Maybe a few folks living on the gulf won't think we're crazy anymore.
That's worse than the oil spill.
No wonder you're conflicted about being a mercenary or a patriot.
And no agency is going to say no to big money.
You don't have to believe me, but I'm one of those people who could sell snow to an Eskimo. I was all set to finish my degree in advertising until I had a serious attack of conscience back in '09. I realized I couldn't and wouldn't do anything to promote way too many companies and industries (Big Oil, Pharma, Nestle, Republican owned, etc.) and had to "readjust" my goals to match my skill set.
There ARE nice guys in advertising, but they either burn out pretty quick or just aren't that creative to begin with, and the biggest a**h*les (understatement!) get way farther ahead than you would expect.
It's a game for young mercenaries, not people with inflexible ethics.
If I believe in a product, I'm all in, but that's just not how it works.
http://www.sfgate.com/cgi-bin/article.cgi?f=%2Fg%2Fa%2F2010%2F06%2F04%2Fnotes060410.DTL
Article: "Behold our dark, magnificent horror"
The caption under the photo: "Like Satan's own finger painting"
Big Oil has bought and buried every potential alternative for the last 50 years.
Don't believe me?
Good, because the inventors of Cold Fusion are still at it.
Google it.
Your article articulates that argument far more eloquently but I still wish we could get away from it.

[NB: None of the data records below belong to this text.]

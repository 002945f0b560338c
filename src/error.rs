//! Unified overlay error type used across all phases.

use serde::{Deserialize, Serialize};

#[derive(Debug, Clone, PartialEq, Eq, Serialize, Deserialize)]
pub enum Phase {
    Config,
    Parse,
    Graph,
    Submit,
}

impl std::fmt::Display for Phase {
    fn fmt(&self, f: &mut std::fmt::Formatter<'_>) -> std::fmt::Result {
        match self {
            Phase::Config => write!(f, "Config"),
            Phase::Parse => write!(f, "Parse"),
            Phase::Graph => write!(f, "Graph"),
            Phase::Submit => write!(f, "Submit"),
        }
    }
}

#[derive(Debug, Clone, PartialEq, Eq, Serialize, Deserialize)]
pub struct OverlayError {
    pub code: String,
    pub phase: Phase,
    pub message: String,
    pub node_id: Option<String>,
}

impl std::fmt::Display for OverlayError {
    fn fmt(&self, f: &mut std::fmt::Formatter<'_>) -> std::fmt::Result {
        match &self.node_id {
            Some(id) => write!(
                f,
                "[{}:{}] {} (node '{}')",
                self.phase, self.code, self.message, id
            ),
            None => write!(f, "[{}:{}] {}", self.phase, self.code, self.message),
        }
    }
}

impl std::error::Error for OverlayError {}

impl OverlayError {
    pub fn config(code: &str, message: impl Into<String>) -> Self {
        OverlayError {
            code: code.into(),
            phase: Phase::Config,
            message: message.into(),
            node_id: None,
        }
    }

    pub fn parse(code: &str, message: impl Into<String>) -> Self {
        OverlayError {
            code: code.into(),
            phase: Phase::Parse,
            message: message.into(),
            node_id: None,
        }
    }

    pub fn graph(code: &str, message: impl Into<String>, node_id: Option<String>) -> Self {
        OverlayError {
            code: code.into(),
            phase: Phase::Graph,
            message: message.into(),
            node_id,
        }
    }

    pub fn submit(code: &str, message: impl Into<String>, node_id: Option<String>) -> Self {
        OverlayError {
            code: code.into(),
            phase: Phase::Submit,
            message: message.into(),
            node_id,
        }
    }
}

Yes, we are a society that gets its energy primarily through fossil fuels and will be until that changes. And that's my point: change it. You mention how your relatives lament that 'our president will end the energy sector as we know it'. Well, that's going to happen on its own eventually. I prefer to think of it as our President is trying to figure out how to help us deal with that eventuality while avoiding crippling dependence on hostile countries and reckless corporate incompetence that destroys our way of life (and possibly our lives since we have no certainty what burning all the remaining fossil fuels will do to our ecosystem).

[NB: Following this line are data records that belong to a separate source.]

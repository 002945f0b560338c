//! petgraph-based dependency graph over build nodes.
//!
//! Edges point from a dependency to its dependent, so a topological order
//! visits dependencies first.

use std::collections::HashMap;

use petgraph::graph::{DiGraph, NodeIndex};

use super::types::{GraphSpec, Node};
use crate::error::OverlayError;

pub struct BuildGraph {
    pub graph: DiGraph<Node, ()>,
    pub node_indices: HashMap<String, NodeIndex>,
}

impl BuildGraph {
    pub fn build(spec: &GraphSpec) -> Result<Self, Vec<OverlayError>> {
        let mut graph = DiGraph::new();
        let mut node_indices = HashMap::new();
        let mut errors = Vec::new();

        for node in &spec.nodes {
            if node_indices.contains_key(&node.label) {
                errors.push(OverlayError::graph(
                    "G002",
                    format!("Duplicate node label '{}'", node.label),
                    Some(node.label.clone()),
                ));
                continue;
            }
            let idx = graph.add_node(node.clone());
            node_indices.insert(node.label.clone(), idx);
        }

        for node in &spec.nodes {
            let Some(&target) = node_indices.get(&node.label) else {
                continue;
            };
            for dep in &node.deps {
                match node_indices.get(dep) {
                    Some(&source) => {
                        graph.update_edge(source, target, ());
                    }
                    None => errors.push(OverlayError::graph(
                        "G001",
                        format!("Node '{}' depends on unknown node '{}'", node.label, dep),
                        Some(node.label.clone()),
                    )),
                }
            }
        }

        if !errors.is_empty() {
            return Err(errors);
        }

        Ok(BuildGraph {
            graph,
            node_indices,
        })
    }

    pub fn node(&self, label: &str) -> Option<&Node> {
        self.node_indices.get(label).map(|&idx| &self.graph[idx])
    }

    pub fn len(&self) -> usize {
        self.graph.node_count()
    }

    pub fn is_empty(&self) -> bool {
        self.graph.node_count() == 0
    }
}
//! Rust types for the build-graph JSON handed over by the host.
//!
//! A node is one buildable unit: a library, a binary, a test. Only `label`
//! and `kind` are mandatory; everything rule-specific lands in `attrs`.

use std::collections::BTreeMap;

use serde::{Deserialize, Serialize};

// =============================================================================
// TOP-LEVEL GRAPH
// =============================================================================

#[derive(Debug, Clone, Default, Serialize, Deserialize)]
pub struct GraphSpec {
    pub nodes: Vec<Node>,
}

// =============================================================================
// NODE
// =============================================================================

#[derive(Debug, Clone, PartialEq, Serialize, Deserialize)]
pub struct Node {
    /// Unique label, e.g. `//pkg/util:lib`.
    pub label: String,
    /// Rule kind, e.g. `py_library`.
    pub kind: String,
    /// Declared source files, in declaration order.
    #[serde(default)]
    pub srcs: Vec<String>,
    /// Labels of the nodes this one depends on.
    #[serde(default)]
    pub deps: Vec<String>,
    #[serde(default)]
    pub tags: Vec<String>,
    #[serde(default)]
    pub attrs: BTreeMap<String, serde_json::Value>,
}

impl Node {
    pub fn new(label: impl Into<String>, kind: impl Into<String>) -> Self {
        Node {
            label: label.into(),
            kind: kind.into(),
            srcs: Vec::new(),
            deps: Vec::new(),
            tags: Vec::new(),
            attrs: BTreeMap::new(),
        }
    }

    pub fn with_srcs<I, S>(mut self, srcs: I) -> Self
    where
        I: IntoIterator<Item = S>,
        S: Into<String>,
    {
        self.srcs = srcs.into_iter().map(Into::into).collect();
        self
    }

    pub fn with_deps<I, S>(mut self, deps: I) -> Self
    where
        I: IntoIterator<Item = S>,
        S: Into<String>,
    {
        self.deps = deps.into_iter().map(Into::into).collect();
        self
    }

    pub fn with_tags<I, S>(mut self, tags: I) -> Self
    where
        I: IntoIterator<Item = S>,
        S: Into<String>,
    {
        self.tags = tags.into_iter().map(Into::into).collect();
        self
    }

    pub fn has_tag(&self, tag: &str) -> bool {
        self.tags.iter().any(|t| t == tag)
    }
}
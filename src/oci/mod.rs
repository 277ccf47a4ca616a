//! OCI data model for lockable state
//!
//! A lockable resource is a single tag whose manifest carries the lock annotation
//! and one layer per published state version. This module provides the
//! [`Descriptor`] and [`Manifest`] types plus the media type and annotation
//! constants shared by the registry client and the lock coordinator.

pub mod descriptor;
pub mod manifest;

pub use descriptor::Descriptor;
pub use manifest::{LockState, Manifest};

/// OCI image manifest, the only manifest type a lockable tag may point at
pub const MEDIA_TYPE_IMAGE_MANIFEST: &str = "application/vnd.oci.image.manifest.v1+json";

/// Media type of the empty `{}` blob used as manifest config for lock-only manifests
pub const MEDIA_TYPE_EMPTY_JSON: &str = "application/vnd.oci.empty.v1+json";

/// Media type of published state blobs
pub const STATE_FILE_MEDIA_TYPE: &str = "application/vnd.opentofu.state.v1+json";

/// Manifest annotation holding the lock status (`"true"` / `"false"`)
pub const ANNOTATION_LOCK_STATE: &str = "org.opentofu.state.locked";

/// Content of the empty config blob
pub const EMPTY_JSON: &[u8] = b"{}";
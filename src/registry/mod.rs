//! Registry module for OCI distribution interactions
//!
//! This module provides the transport seam, the ETag and authentication decorators
//! layered on top of it, and the repository operations used by the lock coordinator.

pub mod auth;
pub mod etag;
pub mod repository;
pub mod transport;

pub use auth::{AuthChallenge, AuthClient};
pub use etag::{EtagCache, EtagClient};
pub use repository::Repository;
pub use transport::{HttpClient, ReqwestClient};
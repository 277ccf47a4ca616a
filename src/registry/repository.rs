//! Repository operations over the OCI distribution API
//!
//! Implements the registry calls the lock coordinator needs:
//! - Blob existence check, upload and download (`/v2/<name>/blobs/...`)
//! - Manifest push, fetch and resolve (`/v2/<name>/manifests/<tag>`)
//! - Paginated tag listing (`/v2/<name>/tags/list`)
//!
//! All requests go through the [`HttpClient`] the repository was built with.

use crate::config::LockConfig;
use crate::digest::DigestUtils;
use crate::error::handlers::HttpErrorHandler;
use crate::error::{LockError, Result};
use crate::logging::Logger;
use crate::oci::{Descriptor, MEDIA_TYPE_IMAGE_MANIFEST};
use crate::reference::Reference;
use crate::registry::auth::AuthClient;
use crate::registry::etag::EtagClient;
use crate::registry::transport::{HttpClient, ReqwestClient};
use reqwest::header::{ACCEPT, CONTENT_LENGTH, CONTENT_TYPE, HeaderMap, HeaderValue, LINK, LOCATION};
use reqwest::{Method, Request, Response, StatusCode};
use serde::Deserialize;
use std::sync::Arc;
use url::Url;

const DOCKER_CONTENT_DIGEST: &str = "docker-content-digest";

const MANIFEST_ACCEPT: &str = "application/vnd.oci.image.manifest.v1+json, \
     application/vnd.oci.image.index.v1+json, \
     application/vnd.docker.distribution.manifest.v2+json, \
     application/vnd.docker.distribution.manifest.list.v2+json";

#[derive(Debug, Deserialize)]
struct TagList {
    #[serde(default)]
    tags: Option<Vec<String>>,
}

/// Handle to one repository on one registry, bound to the tag being locked
#[derive(Clone)]
pub struct Repository {
    client: Arc<dyn HttpClient>,
    reference: Reference,
    base_url: Url,
    logger: Logger,
}

impl Repository {
    /// Build a repository on top of an arbitrary transport
    pub fn new(
        reference: Reference,
        client: Arc<dyn HttpClient>,
        plain_http: bool,
        logger: Logger,
    ) -> Result<Self> {
        let base_url = reference.base_url(plain_http)?;
        Ok(Self {
            client,
            reference,
            base_url,
            logger,
        })
    }

    /// Build the network stack: reqwest, then bearer auth, then the ETag decorator
    pub fn connect(reference: Reference, config: &LockConfig, logger: Logger) -> Result<Self> {
        let transport = ReqwestClient::new(config.timeout_duration())?;
        let auth = AuthClient::new(transport, config.auth.clone(), logger.clone());
        let etag = EtagClient::new(auth, logger.clone()).with_conditional_writes(config.conditional_writes);
        Self::new(reference, Arc::new(etag), config.plain_http, logger)
    }

    pub fn reference(&self) -> &Reference {
        &self.reference
    }

    pub fn tag(&self) -> &str {
        &self.reference.tag
    }

    fn url(&self, path: &str) -> Result<Url> {
        Ok(self
            .base_url
            .join(&format!("v2/{}/{}", self.reference.repository, path))?)
    }

    async fn send(&self, method: Method, url: Url, headers: HeaderMap, body: Option<Vec<u8>>) -> Result<Response> {
        let mut request = Request::new(method, url);
        *request.headers_mut() = headers;
        if let Some(body) = body {
            request
                .headers_mut()
                .insert(CONTENT_LENGTH, HeaderValue::from(body.len() as u64));
            *request.body_mut() = Some(body.into());
        }
        self.client.execute(request).await
    }

    async fn error_text(response: Response) -> String {
        response
            .text()
            .await
            .unwrap_or_else(|_| "Failed to read error response".to_string())
    }

    fn header<'a>(response: &'a Response, name: &str) -> Option<&'a str> {
        response.headers().get(name).and_then(|v| v.to_str().ok())
    }

    /// Media type without parameters such as `; charset=utf-8`
    fn media_type(response: &Response) -> String {
        Self::header(response, CONTENT_TYPE.as_str())
            .and_then(|v| v.split(';').next())
            .map(|v| v.trim().to_string())
            .unwrap_or_default()
    }

    fn manifest_headers() -> HeaderMap {
        let mut headers = HeaderMap::new();
        headers.insert(ACCEPT, HeaderValue::from_static(MANIFEST_ACCEPT));
        headers
    }

    /// Check if a blob is already stored
    pub async fn blob_exists(&self, descriptor: &Descriptor) -> Result<bool> {
        let url = self.url(&format!("blobs/{}", descriptor.digest))?;
        let response = self.send(Method::HEAD, url, HeaderMap::new(), None).await?;

        match response.status() {
            status if status.is_success() => Ok(true),
            StatusCode::NOT_FOUND => Ok(false),
            status => Err(HttpErrorHandler::handle_registry_error(
                status,
                &Self::error_text(response).await,
                "blob existence check",
            )),
        }
    }

    /// Store a blob. Pushing content that is already present is a no-op.
    pub async fn push_blob(&self, descriptor: &Descriptor, data: Vec<u8>) -> Result<()> {
        DigestUtils::verify(&data, &descriptor.digest)?;

        let short = DigestUtils::format_digest_short(&descriptor.digest);
        if self.blob_exists(descriptor).await? {
            self.logger
                .verbose(&format!("Blob {} already exists, skipping upload", short));
            return Ok(());
        }

        let mut url = self.start_upload().await?;
        url.query_pairs_mut().append_pair("digest", &descriptor.digest);

        let mut headers = HeaderMap::new();
        headers.insert(CONTENT_TYPE, HeaderValue::from_static("application/octet-stream"));
        let response = self.send(Method::PUT, url, headers, Some(data)).await?;

        if response.status().is_success() {
            self.logger.verbose(&format!("Blob {} uploaded", short));
            Ok(())
        } else {
            let status = response.status();
            Err(HttpErrorHandler::handle_registry_error(
                status,
                &Self::error_text(response).await,
                "blob upload",
            ))
        }
    }

    async fn start_upload(&self) -> Result<Url> {
        let url = self.url("blobs/uploads/")?;
        let response = self.send(Method::POST, url.clone(), HeaderMap::new(), Some(Vec::new())).await?;

        if !response.status().is_success() {
            let status = response.status();
            return Err(HttpErrorHandler::handle_registry_error(
                status,
                &Self::error_text(response).await,
                "blob upload start",
            ));
        }

        let location = Self::header(&response, LOCATION.as_str()).ok_or_else(|| LockError::Registry {
            operation: "blob upload start".to_string(),
            status: response.status().as_u16(),
            message: "no Location header in upload response".to_string(),
        })?;

        // Location may be absolute or relative to the registry
        Ok(url.join(location)?)
    }

    /// Download a blob and check it against its descriptor
    pub async fn fetch_blob(&self, descriptor: &Descriptor) -> Result<Vec<u8>> {
        let url = self.url(&format!("blobs/{}", descriptor.digest))?;
        let response = self.send(Method::GET, url, HeaderMap::new(), None).await?;

        if !response.status().is_success() {
            let status = response.status();
            return Err(HttpErrorHandler::handle_registry_error(
                status,
                &Self::error_text(response).await,
                "blob fetch",
            ));
        }

        let data = response.bytes().await?.to_vec();
        DigestUtils::verify(&data, &descriptor.digest)?;
        Ok(data)
    }

    /// Push manifest bytes under `tag`
    pub async fn push_manifest(&self, descriptor: &Descriptor, data: Vec<u8>, tag: &str) -> Result<()> {
        let url = self.url(&format!("manifests/{}", tag))?;
        let mut headers = HeaderMap::new();
        let content_type = HeaderValue::from_str(&descriptor.media_type).map_err(|e| LockError::MediaTypeMismatch {
            expected: MEDIA_TYPE_IMAGE_MANIFEST.to_string(),
            actual: format!("{} ({})", descriptor.media_type, e),
        })?;
        headers.insert(CONTENT_TYPE, content_type);

        let response = self.send(Method::PUT, url, headers, Some(data)).await?;

        if response.status().is_success() {
            self.logger.verbose(&format!(
                "Manifest {} pushed to {}",
                DigestUtils::format_digest_short(&descriptor.digest),
                tag
            ));
            Ok(())
        } else {
            let status = response.status();
            Err(HttpErrorHandler::handle_manifest_put_error(
                status,
                &Self::error_text(response).await,
                tag,
            ))
        }
    }

    /// Fetch the manifest a tag points at. When the registry reports a digest,
    /// the bytes must hash to it.
    pub async fn fetch_manifest(&self, tag: &str) -> Result<(Descriptor, Vec<u8>)> {
        let url = self.url(&format!("manifests/{}", tag))?;
        let response = self.send(Method::GET, url, Self::manifest_headers(), None).await?;

        if !response.status().is_success() {
            let status = response.status();
            return Err(HttpErrorHandler::handle_registry_error(
                status,
                &Self::error_text(response).await,
                "manifest fetch",
            ));
        }

        let media_type = Self::media_type(&response);
        let reported = Self::header(&response, DOCKER_CONTENT_DIGEST).map(str::to_string);
        let data = response.bytes().await?.to_vec();

        let descriptor = Descriptor::from_bytes(media_type, &data);
        if let Some(reported) = reported {
            if reported != descriptor.digest {
                return Err(LockError::DigestMismatch {
                    expected: reported,
                    actual: descriptor.digest,
                });
            }
        }

        Ok((descriptor, data))
    }

    /// Resolve a tag to the descriptor of its manifest
    pub async fn resolve(&self, tag: &str) -> Result<Descriptor> {
        let url = self.url(&format!("manifests/{}", tag))?;
        let response = self.send(Method::HEAD, url, Self::manifest_headers(), None).await?;

        if !response.status().is_success() {
            let status = response.status();
            return Err(HttpErrorHandler::handle_registry_error(
                status,
                &Self::error_text(response).await,
                "manifest resolve",
            ));
        }

        let media_type = Self::media_type(&response);
        let digest = Self::header(&response, DOCKER_CONTENT_DIGEST).map(str::to_string);
        let size = Self::header(&response, CONTENT_LENGTH.as_str()).and_then(|v| v.parse::<u64>().ok());

        match (digest, size) {
            (Some(digest), Some(size)) => Ok(Descriptor::new(media_type, digest, size)),
            _ => {
                // Some registries omit the digest on HEAD; fall back to hashing the body
                self.logger
                    .debug("Resolve response lacks digest or size, fetching manifest");
                let (descriptor, _) = self.fetch_manifest(tag).await?;
                Ok(descriptor)
            }
        }
    }

    /// List tags page by page, calling `visitor` once per page. Pagination
    /// follows `Link: <...>; rel="next"` headers.
    pub async fn tags<F>(&self, last: Option<&str>, mut visitor: F) -> Result<()>
    where
        F: FnMut(&[String]) -> Result<()> + Send,
    {
        let mut url = self.url("tags/list")?;
        if let Some(last) = last.filter(|l| !l.is_empty()) {
            url.query_pairs_mut().append_pair("last", last);
        }

        loop {
            let response = self
                .send(Method::GET, url.clone(), HeaderMap::new(), None)
                .await?;

            if !response.status().is_success() {
                let status = response.status();
                return Err(HttpErrorHandler::handle_registry_error(
                    status,
                    &Self::error_text(response).await,
                    "tag listing",
                ));
            }

            let next = Self::header(&response, LINK.as_str()).and_then(parse_next_link);
            let body = response.bytes().await?;
            let page: TagList = serde_json::from_slice(&body)?;
            visitor(&page.tags.unwrap_or_default())?;

            match next {
                Some(link) => url = url.join(&link)?,
                None => return Ok(()),
            }
        }
    }

    /// Whether `tag` appears in the repository's tag list
    pub async fn tag_exists(&self, tag: &str) -> Result<bool> {
        let mut found = false;
        self.tags(None, |tags| {
            if tags.iter().any(|t| t == tag) {
                found = true;
            }
            Ok(())
        })
        .await?;
        Ok(found)
    }
}

/// Extract the target of a `rel="next"` link
pub fn parse_next_link(header: &str) -> Option<String> {
    header.split(',').find_map(|link| {
        let (target, params) = link.split_once(';')?;
        let is_next = params
            .split(';')
            .any(|p| p.trim().replace(' ', "") == "rel=\"next\"" || p.trim() == "rel=next");
        let target = target.trim().strip_prefix('<')?.strip_suffix('>')?;
        is_next.then(|| target.to_string())
    })
}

I'm open to suggestions as to responses to boneheads who like to remind me that I have a carbon footprint.
Those that use the talking points of how necessary oil is need only to look to Detroit and now the Gulf.

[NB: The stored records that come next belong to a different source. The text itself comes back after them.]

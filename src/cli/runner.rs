//! Runs one CLI command against the registry

use crate::cli::args::{Args, Command};
use crate::config::LockConfig;
use crate::error::{LockError, Result};
use crate::lock::Locker;
use crate::logging::Logger;
use crate::reference::Reference;
use crate::registry::Repository;
use std::future::Future;
use std::path::Path;

/// Drive `operation` until it finishes or `shutdown` resolves. On shutdown the
/// operation is dropped along with its in-flight registry call.
pub async fn run_until<T, F, S>(operation: F, shutdown: S) -> Result<T>
where
    F: Future<Output = Result<T>>,
    S: Future<Output = ()>,
{
    tokio::select! {
        result = operation => result,
        _ = shutdown => Err(LockError::Cancelled),
    }
}

pub struct Runner {
    args: Args,
    config: LockConfig,
    output: Logger,
}

impl Runner {
    pub fn new(args: Args) -> Result<Self> {
        let config = args.to_config();
        config.validate()?;
        args.validate()?;

        let mut output = if config.quiet {
            Logger::new_quiet()
        } else {
            Logger::new(config.verbose)
        };
        // stdout carries the state itself
        if matches!(args.command, Command::Pull { output: None, .. }) {
            output = output.with_stderr();
        }

        Ok(Self { args, config, output })
    }

    pub fn output(&self) -> &Logger {
        &self.output
    }

    fn locker(&self) -> Result<Locker> {
        let reference = Reference::parse(self.args.command.reference())?;
        self.output.summary_kv(
            "Target",
            &[
                ("Registry", reference.registry.clone()),
                ("Repository", reference.repository.clone()),
                ("Tag", reference.tag.clone()),
            ],
        );

        let repository = Repository::connect(reference, &self.config, self.output.clone())?;
        Ok(Locker::new(repository, self.output.clone()).with_existence_check(self.config.existence_check))
    }

    pub async fn run(&self) -> Result<()> {
        let locker = self.locker()?;

        match &self.args.command {
            Command::Push { file, .. } => self.push(&locker, file).await?,
            Command::Lock { .. } => self.lock(&locker).await?,
            Command::Pull { output, .. } => self.pull(&locker, output.as_deref()).await?,
        }

        self.output.success(&format!(
            "Operation completed successfully in {}",
            self.output.format_duration(self.output.elapsed())
        ));
        Ok(())
    }

    async fn push(&self, locker: &Locker, file: &Path) -> Result<()> {
        self.output.section("Pushing state");
        let reader = tokio::fs::File::open(file).await?;
        let manifest = locker.push_state(reader, self.args.force).await?;
        self.output.success(&format!(
            "Published {} ({} versions), lock released",
            locker.repository().reference(),
            manifest.layers.len()
        ));
        Ok(())
    }

    async fn lock(&self, locker: &Locker) -> Result<()> {
        self.output.section("Acquiring lock");
        let manifest = locker.acquire(self.args.force).await?;
        self.output.success(&format!(
            "Locked {} ({} versions)",
            locker.repository().reference(),
            manifest.layers.len()
        ));
        Ok(())
    }

    async fn pull(&self, locker: &Locker, output: Option<&Path>) -> Result<()> {
        let Some(state) = locker.pull_state().await? else {
            self.output
                .warning(&format!("No state published for {}", locker.repository().reference()));
            return Ok(());
        };

        match output {
            Some(path) => {
                tokio::fs::write(path, &state).await?;
                self.output.info(&format!(
                    "Wrote {} to {}",
                    self.output.format_size(state.len() as u64),
                    path.display()
                ));
            }
            None => {
                use tokio::io::AsyncWriteExt;
                let mut stdout = tokio::io::stdout();
                stdout.write_all(&state).await?;
                stdout.flush().await?;
            }
        }
        Ok(())
    }
}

I get the same excuses from others, and altho I don't live in a bike friendly, treehugging, bastion of liberalism, I do my best to reduce what I use. If everyone did a small part of reduction, it triggers an automatic response to do a bit more.
To conquer fear is the beginning of wisdom. ~Bertrand Russell
WE can vote them out, but not until years after the damage is done, and only with the consent of the majority of voters. A majority who's decisions are also influenced by money from the oil industry. Either through direct involvement in the field, or advertisements professionally crafted to woo voters based not on what is best for US, but on the interests of the oil companies.
WE have a broken system. The disaster in the gulf is just a symptom of our real problems, until the system is fixed, things like this will keep news organizations busy for decades. As long as every critical environmental decision is based on money instead of rational thought, WE can only write meaningless complaints to blogs like HP.
"And we will all go together when we go" (Tom Lehrer)
Reminds me of Howard Beal's rant from Network http://en.wikipedia.org/wiki/Network_(film) . They co-opted us by dividing us against ourselves. But we all have a bit of Howard in us, eh?
Damn it. We must figure out how to work this passive resistance in this modern era. Ghandi cannot be the only example of its success against empire. There WILL be a solution. SOON.